The program intends to provide undergraduate and graduate students at Georgia Tech with the opportunity to study the art and architecture of Classical Greece and Italy. Now in its seventeenth year, the primary academic mission of the program is to expand the opportunities for study of the humanities for non-architecture majors at Georgia Tech. As an institute of technology, Georgia Tech cannot offer the wide array of courses in the arts and in the humanities often present at larger universities. This program extends the Institute's ability to fill this need by offering students in engineering, management, and the sciences concentrated and intensive study at the buildings, sites and museums where works by Michelangelo, Uccello, Leonardo, Brunelleschi, and Caravaggio were originally carried out.
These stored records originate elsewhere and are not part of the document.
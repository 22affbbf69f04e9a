//! Sequence navigation across the flattened corpus
//!
//! The corpus order is flattened across chapter boundaries once at
//! construction, so "next" and "previous" are constant-time index
//! arithmetic, including steps into an adjacent chapter. Past either end of
//! the corpus the navigator returns `None`; the engine turns that into a
//! clean stop.

use lectio_common::{Corpus, Verse};
use std::collections::HashMap;
use std::sync::Arc;

/// Resolved position in the corpus.
#[derive(Debug, Clone, PartialEq)]
pub struct VersePosition {
    pub chapter_id: String,
    pub verse: Verse,
}

pub struct Navigator {
    corpus: Arc<Corpus>,
    /// Corpus order flattened across chapter boundaries
    order: Vec<(usize, usize)>,
    /// verse id -> index into `order`
    index: HashMap<String, usize>,
}

impl Navigator {
    pub fn new(corpus: Arc<Corpus>) -> Self {
        let mut order = Vec::with_capacity(corpus.verse_count());
        let mut index = HashMap::with_capacity(corpus.verse_count());
        for (chapter_idx, chapter) in corpus.chapters.iter().enumerate() {
            for (verse_idx, verse) in chapter.verses.iter().enumerate() {
                index.insert(verse.id.clone(), order.len());
                order.push((chapter_idx, verse_idx));
            }
        }
        Self {
            corpus,
            order,
            index,
        }
    }

    fn at(&self, flat: usize) -> Option<VersePosition> {
        let (chapter_idx, verse_idx) = *self.order.get(flat)?;
        let chapter = &self.corpus.chapters[chapter_idx];
        Some(VersePosition {
            chapter_id: chapter.id.clone(),
            verse: chapter.verses[verse_idx].clone(),
        })
    }

    /// Position `offset` verses away from (`chapter_id`, `verse_id`) in
    /// corpus order, crossing chapter boundaries in either direction.
    /// `None` when the start is unknown, the chapter does not match the
    /// verse, or the target falls outside the corpus.
    pub fn relative(&self, chapter_id: &str, verse_id: &str, offset: i64) -> Option<VersePosition> {
        let flat = *self.index.get(verse_id)?;
        let (chapter_idx, _) = self.order[flat];
        if self.corpus.chapters[chapter_idx].id != chapter_id {
            return None;
        }
        let target = flat.checked_add_signed(offset as isize)?;
        self.at(target)
    }

    /// Validated lookup of (`chapter_id`, `verse_id`).
    pub fn position(&self, chapter_id: &str, verse_id: &str) -> Option<VersePosition> {
        self.relative(chapter_id, verse_id, 0)
    }

    /// First verse of the corpus.
    pub fn first_verse(&self) -> Option<VersePosition> {
        self.at(0)
    }

    /// First verse of the given chapter.
    pub fn first_of_chapter(&self, chapter_id: &str) -> Option<VersePosition> {
        let chapter = self.corpus.chapter(chapter_id)?;
        Some(VersePosition {
            chapter_id: chapter.id.clone(),
            verse: chapter.verses.first()?.clone(),
        })
    }

    /// First verse of the chapter after `chapter_id`.
    pub fn first_of_next_chapter(&self, chapter_id: &str) -> Option<VersePosition> {
        let chapter_idx = self
            .corpus
            .chapters
            .iter()
            .position(|c| c.id == chapter_id)?;
        let chapter = self.corpus.chapters.get(chapter_idx + 1)?;
        Some(VersePosition {
            chapter_id: chapter.id.clone(),
            verse: chapter.verses.first()?.clone(),
        })
    }

    /// First verse of the chapter before `chapter_id`.
    pub fn first_of_prev_chapter(&self, chapter_id: &str) -> Option<VersePosition> {
        let chapter_idx = self
            .corpus
            .chapters
            .iter()
            .position(|c| c.id == chapter_id)?;
        let chapter = self.corpus.chapters.get(chapter_idx.checked_sub(1)?)?;
        Some(VersePosition {
            chapter_id: chapter.id.clone(),
            verse: chapter.verses.first()?.clone(),
        })
    }

    /// Total verse count in corpus order.
    pub fn len(&self) -> usize {
        self.order.len()
    }

    pub fn is_empty(&self) -> bool {
        self.order.is_empty()
    }
}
In addition to painting, sculpture and architecture, attention is given to the urban context extending from Classical antiquity through the Renaissance and late Baroque periods. Intensive, on site studies at the Athenian Agora, Acropolis, Delphi, Epidauros, Olympia, Roman Forum, Pompeii, Herculanium, Ostia, Paestum, Hadrian's Villa, Villa D'Este, Villa Giulia, The Vatican Museum, Borghese Museum, Basilica of St. Peter, and other sites, provide the students with a deeper understanding and appreciation for the role that Classical Greco-Roman civilization and Italy has played as the artistic, engineering, and political cornerstones of the western world.

Directed by Dr. Athanassios Economou, Professor Douglas Allen, and Dr. Mario Carpo, students have the opportunity to study art and architecture in Athens, Delphi, Epidauros, Olympia in Greece, and Rome, Pompeii, Herculaneum, Paestum, Florence, Siena, Vicenza, Venice in Italy. Unlike a classroom setting where issues such as site context and scale are virtually absent from any discussion of the arts, this program provides students with the opportunity to study art and architecture within its historical context and as a part of lived experience.

Professors Economou, Allen and Carpo co-teach the introductory preparatory course. Professor Economou teaches COA 3114, Professors Allenm Economou and Carpo teach COA 3115 and Professor Carpo teaches COA 3116. The course ARCH 4921: Special Problems in History, Theory and Criticism (Independent Topics) is co-directed by all three professors.